**Available data:**
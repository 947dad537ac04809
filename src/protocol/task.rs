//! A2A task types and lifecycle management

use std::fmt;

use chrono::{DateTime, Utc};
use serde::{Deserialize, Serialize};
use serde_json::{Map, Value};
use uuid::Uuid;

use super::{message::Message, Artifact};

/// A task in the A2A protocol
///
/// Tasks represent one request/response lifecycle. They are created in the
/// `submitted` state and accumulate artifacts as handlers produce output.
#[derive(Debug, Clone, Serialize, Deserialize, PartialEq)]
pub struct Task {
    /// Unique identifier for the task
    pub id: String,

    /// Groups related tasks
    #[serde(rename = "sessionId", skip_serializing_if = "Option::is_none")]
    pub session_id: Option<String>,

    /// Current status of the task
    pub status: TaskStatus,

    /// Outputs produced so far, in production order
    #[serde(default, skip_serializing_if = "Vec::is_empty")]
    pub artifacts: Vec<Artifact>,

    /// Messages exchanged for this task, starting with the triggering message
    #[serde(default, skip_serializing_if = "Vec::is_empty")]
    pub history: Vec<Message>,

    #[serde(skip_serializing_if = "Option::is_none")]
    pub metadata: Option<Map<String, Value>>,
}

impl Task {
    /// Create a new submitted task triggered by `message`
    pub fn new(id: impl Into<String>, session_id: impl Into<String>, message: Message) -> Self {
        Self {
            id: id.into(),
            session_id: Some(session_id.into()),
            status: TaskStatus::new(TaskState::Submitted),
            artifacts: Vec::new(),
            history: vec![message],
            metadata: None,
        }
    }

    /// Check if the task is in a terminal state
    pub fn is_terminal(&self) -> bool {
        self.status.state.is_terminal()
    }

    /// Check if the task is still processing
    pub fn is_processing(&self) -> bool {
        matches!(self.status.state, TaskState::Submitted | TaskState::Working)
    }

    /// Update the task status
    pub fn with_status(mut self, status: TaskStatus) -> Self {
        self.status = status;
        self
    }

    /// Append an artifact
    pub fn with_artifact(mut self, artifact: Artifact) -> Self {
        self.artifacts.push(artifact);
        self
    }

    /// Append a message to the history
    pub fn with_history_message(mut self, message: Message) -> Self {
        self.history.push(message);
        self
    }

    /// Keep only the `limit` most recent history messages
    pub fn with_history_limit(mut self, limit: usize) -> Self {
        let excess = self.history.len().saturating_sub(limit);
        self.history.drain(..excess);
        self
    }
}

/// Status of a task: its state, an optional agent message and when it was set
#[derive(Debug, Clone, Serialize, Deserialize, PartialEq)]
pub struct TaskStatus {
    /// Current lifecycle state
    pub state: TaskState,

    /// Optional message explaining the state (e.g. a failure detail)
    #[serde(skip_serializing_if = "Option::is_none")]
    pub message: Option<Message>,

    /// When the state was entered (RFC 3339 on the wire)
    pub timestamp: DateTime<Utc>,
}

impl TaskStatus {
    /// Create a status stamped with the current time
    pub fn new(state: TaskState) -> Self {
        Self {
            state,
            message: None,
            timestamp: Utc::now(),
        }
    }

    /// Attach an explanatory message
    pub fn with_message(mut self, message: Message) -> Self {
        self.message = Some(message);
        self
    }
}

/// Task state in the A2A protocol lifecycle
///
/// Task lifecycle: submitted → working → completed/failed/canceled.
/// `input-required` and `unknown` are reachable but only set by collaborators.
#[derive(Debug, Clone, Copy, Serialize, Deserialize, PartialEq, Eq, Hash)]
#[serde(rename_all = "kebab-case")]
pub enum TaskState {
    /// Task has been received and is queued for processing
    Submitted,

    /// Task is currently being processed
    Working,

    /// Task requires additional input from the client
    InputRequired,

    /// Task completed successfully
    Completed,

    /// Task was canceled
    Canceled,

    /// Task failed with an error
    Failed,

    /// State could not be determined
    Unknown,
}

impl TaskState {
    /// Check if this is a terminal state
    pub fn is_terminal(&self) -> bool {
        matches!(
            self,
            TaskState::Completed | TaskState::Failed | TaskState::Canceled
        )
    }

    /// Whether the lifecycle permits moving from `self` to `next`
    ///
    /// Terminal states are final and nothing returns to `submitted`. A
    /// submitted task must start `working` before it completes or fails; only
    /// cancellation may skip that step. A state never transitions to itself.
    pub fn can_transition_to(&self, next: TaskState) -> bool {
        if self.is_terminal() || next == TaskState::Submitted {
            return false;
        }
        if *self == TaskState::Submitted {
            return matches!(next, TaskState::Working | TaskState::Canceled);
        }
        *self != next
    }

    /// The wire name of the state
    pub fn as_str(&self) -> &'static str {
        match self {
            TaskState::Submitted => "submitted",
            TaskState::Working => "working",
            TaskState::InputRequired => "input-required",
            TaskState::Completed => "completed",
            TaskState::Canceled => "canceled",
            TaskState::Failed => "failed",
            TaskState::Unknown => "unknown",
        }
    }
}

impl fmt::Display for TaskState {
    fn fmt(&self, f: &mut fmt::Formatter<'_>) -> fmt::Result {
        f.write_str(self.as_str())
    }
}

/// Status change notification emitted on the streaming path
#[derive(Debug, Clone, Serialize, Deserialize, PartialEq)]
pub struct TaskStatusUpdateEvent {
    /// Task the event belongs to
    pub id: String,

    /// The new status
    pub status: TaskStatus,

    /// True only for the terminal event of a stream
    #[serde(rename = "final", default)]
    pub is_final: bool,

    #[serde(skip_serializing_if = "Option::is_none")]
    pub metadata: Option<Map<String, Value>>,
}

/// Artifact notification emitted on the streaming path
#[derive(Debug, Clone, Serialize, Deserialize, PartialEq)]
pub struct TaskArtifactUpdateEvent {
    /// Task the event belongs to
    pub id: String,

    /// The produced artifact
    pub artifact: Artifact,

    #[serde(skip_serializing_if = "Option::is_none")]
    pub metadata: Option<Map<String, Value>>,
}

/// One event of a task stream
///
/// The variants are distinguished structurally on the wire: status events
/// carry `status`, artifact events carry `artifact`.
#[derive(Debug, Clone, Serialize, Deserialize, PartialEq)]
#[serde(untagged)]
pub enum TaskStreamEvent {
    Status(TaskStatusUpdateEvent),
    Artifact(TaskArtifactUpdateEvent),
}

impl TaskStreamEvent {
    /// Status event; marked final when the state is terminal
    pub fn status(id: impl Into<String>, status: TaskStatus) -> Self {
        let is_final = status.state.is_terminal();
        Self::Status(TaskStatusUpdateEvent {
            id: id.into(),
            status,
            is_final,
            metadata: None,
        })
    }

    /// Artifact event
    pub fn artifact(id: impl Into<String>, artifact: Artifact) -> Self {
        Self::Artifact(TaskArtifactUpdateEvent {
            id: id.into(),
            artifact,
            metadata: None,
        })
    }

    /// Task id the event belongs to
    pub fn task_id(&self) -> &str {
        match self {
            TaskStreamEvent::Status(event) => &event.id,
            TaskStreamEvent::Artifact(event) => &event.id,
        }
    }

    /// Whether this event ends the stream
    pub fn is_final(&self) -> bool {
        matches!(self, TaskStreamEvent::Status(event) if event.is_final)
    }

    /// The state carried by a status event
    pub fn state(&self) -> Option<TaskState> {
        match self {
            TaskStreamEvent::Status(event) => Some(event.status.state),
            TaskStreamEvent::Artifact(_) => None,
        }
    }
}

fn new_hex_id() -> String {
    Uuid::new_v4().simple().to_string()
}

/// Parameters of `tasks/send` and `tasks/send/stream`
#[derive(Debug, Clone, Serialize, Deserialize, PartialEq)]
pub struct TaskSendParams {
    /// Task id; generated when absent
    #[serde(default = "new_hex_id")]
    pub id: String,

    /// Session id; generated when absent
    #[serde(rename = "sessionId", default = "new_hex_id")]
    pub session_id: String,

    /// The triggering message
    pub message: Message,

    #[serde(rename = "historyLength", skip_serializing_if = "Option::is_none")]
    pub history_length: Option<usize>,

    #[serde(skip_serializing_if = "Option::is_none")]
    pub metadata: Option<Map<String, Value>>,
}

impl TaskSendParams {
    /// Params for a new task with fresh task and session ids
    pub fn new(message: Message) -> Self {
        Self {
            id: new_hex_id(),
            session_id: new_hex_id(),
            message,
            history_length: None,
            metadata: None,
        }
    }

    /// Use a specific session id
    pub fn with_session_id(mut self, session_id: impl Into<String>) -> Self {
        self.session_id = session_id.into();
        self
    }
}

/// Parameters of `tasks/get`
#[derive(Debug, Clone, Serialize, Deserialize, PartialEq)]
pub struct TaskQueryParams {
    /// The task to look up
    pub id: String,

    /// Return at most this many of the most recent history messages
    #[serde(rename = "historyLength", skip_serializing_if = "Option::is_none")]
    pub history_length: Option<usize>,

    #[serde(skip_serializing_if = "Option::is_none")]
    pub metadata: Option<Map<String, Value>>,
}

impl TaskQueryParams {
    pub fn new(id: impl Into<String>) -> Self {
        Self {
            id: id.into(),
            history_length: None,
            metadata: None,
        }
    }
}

**Work instruction:** Return each line exactly, beginning at the start of the material above and ending at the line that includes "created in the", with both of those kept.

**Solution:**
repository 947dad537ac04809
filename src/protocol/task.rs
//! A2A task types and lifecycle management

use std::fmt;

use chrono::{DateTime, Utc};
use serde::{Deserialize, Serialize};
use serde_json::{Map, Value};
use uuid::Uuid;

use super::{message::Message, Artifact};

/// A task in the A2A protocol
///
/// Tasks represent one request/response lifecycle. They are created in the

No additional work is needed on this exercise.